When water becomes hot and agitated enough, it becomes a gas. When solid iron is heated to 2,800 degrees, it becomes a liquid. These are examples of what physicists call a phase transition or shift, a radical restructuring of matter from one form into another.
While the actual transformation can be sudden, it is possible to observe the signals leading up to a phase shift. For example, when heat is applied to a pot of water, the first signs of change include small bubbles that form on the bottom of the pot. As the heat continues, the water molecules become more excited and the bubbles increase in number and begin to rise quickly to the surface. Reaching 212 degrees, the entire pot of water begins to boil, the contents assume a roiling chaotic nature, and the water becomes a gas in the form of steam. Comparable effects can be seen when melting iron – when heated it progressively changes color from black to red to white, and then turns into a liquid as the phase shift occurs.

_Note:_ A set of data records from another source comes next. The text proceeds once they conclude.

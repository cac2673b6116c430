use derive_more::{Display, Error};

use crate::{Direction, Piece, Shape};

/// Error returned when board construction parameters are invalid.
#[derive(Debug, Clone, Copy, PartialEq, Eq, Display, Error)]
pub enum BoardError {
    /// The requested dimensions contain a zero.
    #[display("board dimensions must be positive (got {nb_rows}x{nb_cols})")]
    ZeroDimension {
        /// Requested number of rows.
        nb_rows: usize,
        /// Requested number of columns.
        nb_cols: usize,
    },
    /// The provided piece vector does not cover the grid exactly.
    #[display("expected {expected} pieces, got {actual}")]
    PieceCountMismatch {
        /// `nb_rows * nb_cols`.
        expected: usize,
        /// Length of the provided vector.
        actual: usize,
    },
}

/// A rectangular board of puzzle [`Piece`]s, optionally toroidal.
///
/// The board owns a row-major grid of pieces together with its dimensions
/// and a wrapping flag. Cloning a board is a deep value copy; two boards
/// compare equal when their dimensions, wrapping flag and every piece
/// (shape and orientation) agree.
///
/// Coordinates are `(row, col)` pairs with row 0 at the top. All accessors
/// are bounds-checked and panic on out-of-range coordinates; the only
/// wrapping-aware lookup is [`neighbor`](Board::neighbor).
///
/// # Example
///
/// ```
/// use pipelace_core::{Board, Direction, Shape};
///
/// let mut board = Board::new(3, 3, false)?;
/// board.set_shape(1, 1, Shape::Cross);
/// assert_eq!(board.shape(1, 1), Shape::Cross);
///
/// // Setting a shape leaves the orientation alone.
/// board.set_orientation(1, 1, Direction::West);
/// board.set_shape(1, 1, Shape::Tee);
/// assert_eq!(board.orientation(1, 1), Direction::West);
/// # Ok::<(), pipelace_core::BoardError>(())
/// ```
#[derive(Debug, Clone, PartialEq, Eq)]
pub struct Board {
    nb_rows: usize,
    nb_cols: usize,
    wrapping: bool,
    pieces: Vec<Piece>,
}

impl Board {
    /// Creates a board with every square blank.
    ///
    /// # Errors
    ///
    /// Returns [`BoardError::ZeroDimension`] if either dimension is zero.
    pub fn new(nb_rows: usize, nb_cols: usize, wrapping: bool) -> Result<Self, BoardError> {
        if nb_rows == 0 || nb_cols == 0 {
            return Err(BoardError::ZeroDimension { nb_rows, nb_cols });
        }
        Ok(Self {
            nb_rows,
            nb_cols,
            wrapping,
            pieces: vec![Piece::EMPTY; nb_rows * nb_cols],
        })
    }

    /// Creates a board from explicit row-major contents.
    ///
    /// # Errors
    ///
    /// Returns [`BoardError::ZeroDimension`] if either dimension is zero,
    /// or [`BoardError::PieceCountMismatch`] if `pieces` does not hold
    /// exactly `nb_rows * nb_cols` entries.
    pub fn from_pieces(
        nb_rows: usize,
        nb_cols: usize,
        wrapping: bool,
        pieces: Vec<Piece>,
    ) -> Result<Self, BoardError> {
        if nb_rows == 0 || nb_cols == 0 {
            return Err(BoardError::ZeroDimension { nb_rows, nb_cols });
        }
        let expected = nb_rows * nb_cols;
        if pieces.len() != expected {
            return Err(BoardError::PieceCountMismatch {
                expected,
                actual: pieces.len(),
            });
        }
        Ok(Self {
            nb_rows,
            nb_cols,
            wrapping,
            pieces,
        })
    }

    /// Returns the number of rows.
    #[must_use]
    #[inline]
    pub const fn nb_rows(&self) -> usize {
        self.nb_rows
    }

    /// Returns the number of columns.
    #[must_use]
    #[inline]
    pub const fn nb_cols(&self) -> usize {
        self.nb_cols
    }

    /// Returns the total number of squares.
    #[must_use]
    #[inline]
    pub const fn nb_cells(&self) -> usize {
        self.nb_rows * self.nb_cols
    }

    /// Returns `true` if the board is toroidal (the last row/column is
    /// adjacent to the first).
    #[must_use]
    #[inline]
    pub const fn is_wrapping(&self) -> bool {
        self.wrapping
    }

    fn index_of(&self, row: usize, col: usize) -> usize {
        assert!(
            row < self.nb_rows && col < self.nb_cols,
            "square ({row}, {col}) is outside the {}x{} board",
            self.nb_rows,
            self.nb_cols,
        );
        row * self.nb_cols + col
    }

    /// Returns the piece at `(row, col)`.
    ///
    /// # Panics
    ///
    /// Panics if the coordinates are out of range.
    #[must_use]
    pub fn piece(&self, row: usize, col: usize) -> Piece {
        self.pieces[self.index_of(row, col)]
    }

    /// Returns the shape of the piece at `(row, col)`.
    ///
    /// # Panics
    ///
    /// Panics if the coordinates are out of range.
    #[must_use]
    pub fn shape(&self, row: usize, col: usize) -> Shape {
        self.piece(row, col).shape()
    }

    /// Returns the orientation of the piece at `(row, col)`.
    ///
    /// # Panics
    ///
    /// Panics if the coordinates are out of range.
    #[must_use]
    pub fn orientation(&self, row: usize, col: usize) -> Direction {
        self.piece(row, col).orientation()
    }

    /// Replaces the piece at `(row, col)`.
    ///
    /// # Panics
    ///
    /// Panics if the coordinates are out of range.
    pub fn set_piece(&mut self, row: usize, col: usize, piece: Piece) {
        let index = self.index_of(row, col);
        self.pieces[index] = piece;
    }

    /// Replaces the shape at `(row, col)`, keeping the orientation.
    ///
    /// # Panics
    ///
    /// Panics if the coordinates are out of range.
    pub fn set_shape(&mut self, row: usize, col: usize, shape: Shape) {
        let orientation = self.orientation(row, col);
        self.set_piece(row, col, Piece::new(shape, orientation));
    }

    /// Replaces the orientation at `(row, col)`, keeping the shape.
    ///
    /// # Panics
    ///
    /// Panics if the coordinates are out of range.
    pub fn set_orientation(&mut self, row: usize, col: usize, orientation: Direction) {
        let shape = self.shape(row, col);
        self.set_piece(row, col, Piece::new(shape, orientation));
    }

    /// Rotates the piece at `(row, col)` by a signed number of clockwise
    /// quarter-turns. Rotating a blank square is a no-op.
    ///
    /// # Panics
    ///
    /// Panics if the coordinates are out of range.
    pub fn rotate_piece(&mut self, row: usize, col: usize, quarter_turns: i32) {
        let piece = self.piece(row, col).rotated(quarter_turns);
        self.set_piece(row, col, piece);
    }

    /// Returns the coordinates of the square adjacent to `(row, col)` in
    /// `direction`, or `None` when the step leaves a non-wrapping grid.
    ///
    /// On a wrapping board the step is taken modulo the dimensions, so the
    /// neighbor always exists (and may be the square itself on a
    /// single-row or single-column grid).
    ///
    /// # Panics
    ///
    /// Panics if the coordinates are out of range.
    ///
    /// # Example
    ///
    /// ```
    /// use pipelace_core::{Board, Direction};
    ///
    /// let board = Board::new(3, 3, true)?;
    /// assert_eq!(board.neighbor(0, 2, Direction::East), Some((0, 0)));
    /// assert_eq!(board.neighbor(2, 0, Direction::South), Some((0, 0)));
    ///
    /// let flat = Board::new(3, 3, false)?;
    /// assert_eq!(flat.neighbor(0, 2, Direction::East), None);
    /// assert_eq!(flat.neighbor(1, 1, Direction::North), Some((0, 1)));
    /// # Ok::<(), pipelace_core::BoardError>(())
    /// ```
    #[must_use]
    pub fn neighbor(&self, row: usize, col: usize, direction: Direction) -> Option<(usize, usize)> {
        let _ = self.index_of(row, col);
        let (dr, dc) = direction.offset();
        let row = Self::step(row, dr, self.nb_rows, self.wrapping)?;
        let col = Self::step(col, dc, self.nb_cols, self.wrapping)?;
        Some((row, col))
    }

    fn step(coord: usize, delta: isize, len: usize, wrapping: bool) -> Option<usize> {
        match delta {
            0 => Some(coord),
            -1 if coord > 0 => Some(coord - 1),
            -1 if wrapping => Some(len - 1),
            1 if coord + 1 < len => Some(coord + 1),
            1 if wrapping => Some(0),
            _ => None,
        }
    }

    /// Compares two boards, optionally ignoring piece orientations.
    ///
    /// Dimensions, the wrapping flag and every square's shape always
    /// participate; this is the full structural equality of `==` when
    /// orientations are compared.
    #[must_use]
    pub fn eq_ignoring_orientation(&self, other: &Self) -> bool {
        self.nb_rows == other.nb_rows
            && self.nb_cols == other.nb_cols
            && self.wrapping == other.wrapping
            && self
                .pieces
                .iter()
                .zip(&other.pieces)
                .all(|(a, b)| a.shape() == b.shape())
    }

    /// Iterates over all `(row, col)` coordinates in row-major order.
    pub fn positions(&self) -> impl Iterator<Item = (usize, usize)> + use<> {
        let nb_cols = self.nb_cols;
        (0..self.nb_cells()).map(move |index| (index / nb_cols, index % nb_cols))
    }
}

#[cfg(test)]
mod tests {
    use super::*;

    #[test]
    fn test_new_rejects_zero_dimensions() {
        assert_eq!(
            Board::new(0, 4, false),
            Err(BoardError::ZeroDimension {
                nb_rows: 0,
                nb_cols: 4
            })
        );
        assert_eq!(
            Board::new(4, 0, true),
            Err(BoardError::ZeroDimension {
                nb_rows: 4,
                nb_cols: 0
            })
        );
    }

    #[test]
    fn test_from_pieces_rejects_wrong_count() {
        let pieces = vec![Piece::EMPTY; 5];
        assert_eq!(
            Board::from_pieces(2, 3, false, pieces),
            Err(BoardError::PieceCountMismatch {
                expected: 6,
                actual: 5
            })
        );
    }

    #[test]
    fn test_new_board_is_blank_and_north() {
        let board = Board::new(3, 5, true).unwrap();
        assert_eq!(board.nb_rows(), 3);
        assert_eq!(board.nb_cols(), 5);
        assert!(board.is_wrapping());
        for (row, col) in board.positions() {
            assert_eq!(board.shape(row, col), Shape::Empty);
            assert_eq!(board.orientation(row, col), Direction::North);
        }
    }

    #[test]
    fn test_set_shape_keeps_orientation() {
        let mut board = Board::new(2, 2, false).unwrap();
        board.set_orientation(0, 1, Direction::West);
        board.set_shape(0, 1, Shape::Segment);
        assert_eq!(board.orientation(0, 1), Direction::West);
    }

    #[test]
    fn test_rotate_piece_is_cyclic() {
        let mut board = Board::new(2, 2, false).unwrap();
        board.set_shape(1, 0, Shape::Endpoint);
        let before = board.orientation(1, 0);
        for _ in 0..4 {
            board.rotate_piece(1, 0, 1);
        }
        assert_eq!(board.orientation(1, 0), before);
        board.rotate_piece(1, 0, -1);
        assert_eq!(board.orientation(1, 0), Direction::West);
    }

    #[test]
    fn test_neighbor_interior_and_boundary() {
        let board = Board::new(2, 3, false).unwrap();
        assert_eq!(board.neighbor(0, 1, Direction::West), Some((0, 0)));
        assert_eq!(board.neighbor(0, 1, Direction::South), Some((1, 1)));
        assert_eq!(board.neighbor(0, 1, Direction::North), None);
        assert_eq!(board.neighbor(1, 2, Direction::East), None);
        assert_eq!(board.neighbor(1, 2, Direction::South), None);
        assert_eq!(board.neighbor(0, 0, Direction::West), None);
    }

    #[test]
    fn test_neighbor_wraps_on_toroidal_boards() {
        let board = Board::new(3, 3, true).unwrap();
        assert_eq!(board.neighbor(0, 2, Direction::East), Some((0, 0)));
        assert_eq!(board.neighbor(2, 0, Direction::South), Some((0, 0)));
        assert_eq!(board.neighbor(0, 0, Direction::North), Some((2, 0)));
        assert_eq!(board.neighbor(0, 0, Direction::West), Some((0, 2)));
    }

    #[test]
    fn test_neighbor_on_single_row_wrapping_grid_is_self() {
        let board = Board::new(1, 2, true).unwrap();
        assert_eq!(board.neighbor(0, 0, Direction::North), Some((0, 0)));
        assert_eq!(board.neighbor(0, 0, Direction::East), Some((0, 1)));
        assert_eq!(board.neighbor(0, 0, Direction::West), Some((0, 1)));
    }

    #[test]
    #[should_panic(expected = "outside the 2x2 board")]
    fn test_out_of_range_access_panics() {
        let board = Board::new(2, 2, false).unwrap();
        let _ = board.piece(2, 0);
    }

    #[test]
    fn test_clone_is_independent() {
        let mut original = Board::new(2, 2, false).unwrap();
        original.set_shape(0, 0, Shape::Cross);
        let mut copy = original.clone();
        assert_eq!(copy, original);

        copy.set_shape(1, 1, Shape::Tee);
        copy.set_orientation(0, 0, Direction::South);
        assert_eq!(original.shape(1, 1), Shape::Empty);
        assert_eq!(original.orientation(0, 0), Direction::North);
        assert_ne!(copy, original);
    }

    #[test]
    fn test_eq_ignoring_orientation() {
        let mut a = Board::new(2, 2, false).unwrap();
        a.set_shape(0, 0, Shape::Corner);
        let mut b = a.clone();
        b.set_orientation(0, 0, Direction::East);

        assert_ne!(a, b);
        assert!(a.eq_ignoring_orientation(&b));

        b.set_shape(0, 0, Shape::Tee);
        assert!(!a.eq_ignoring_orientation(&b));

        let wrapping = Board::new(2, 2, true).unwrap();
        assert!(!a.eq_ignoring_orientation(&wrapping));
    }
}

Chaos in a fluid medium displays what is called turbulence. Turbulence is the spontaneous arising of distortions and deformations of liquid flows due to the effects of speed or heat. Given enough speed, a liquid will begin to exhibit turbulence, particularly if there are obstructions or deformations in its container, though speed and heat alone are enough to create turbulence. As turbulence increases, counter flows, feedback loops and visible signs of disorder emerge. So it is with America’s monetary system, which subjected to extraordinary volume, speed and pressure has undergone a radical phase shift borne of chaos.
Turbulence in the nation’s monetary flow is analogous to the effects of speed and volume in the flow of water. A monetary system must flow (hence we call money “currency”), and its movement is essential. If money stops flowing, it does not generate investment, interest or profit. If money flows too quickly, however, or if the vehicle in which the money flows is leaky or distorted, turbulence arises. Its signs are frothiness in the markets, what Alan Greenspan once called “irrational exuberance,” and increased monetary inflation pressure. In a “hot market,” stock values begin to swing wildly upward, and the volume and speed of trading and transactions increases rapidly. Without controls on the speed of the flow – “cooling” the market – the system becomes vulnerable to the formation of distortion, investment “bubbles” which tend to burst and a heightened risk of complete chaos.
For the past 25 years, stock market regulation has been considered evil because it slows down the currency of money. This cooling effect has been viewed as a constraint on quick profits, which it undoubtedly is. Under decades of deregulation, those who stood to gain from removing moderating regulations have made uncountable billions, presiding over the greatest transfer of wealth from many hands to few in the 200-year-plus history of this nation.
In the case of Wall Street’s recent crisis, the unregulated heat of greed propelled markets to the point of chaos. This turbulence has led to a monetary phase transition in which the underlying financial assets have changed from something solid into a gas. Having assumed this gaseous state, hundreds of billions of dollars of value have now disappeared into thin air.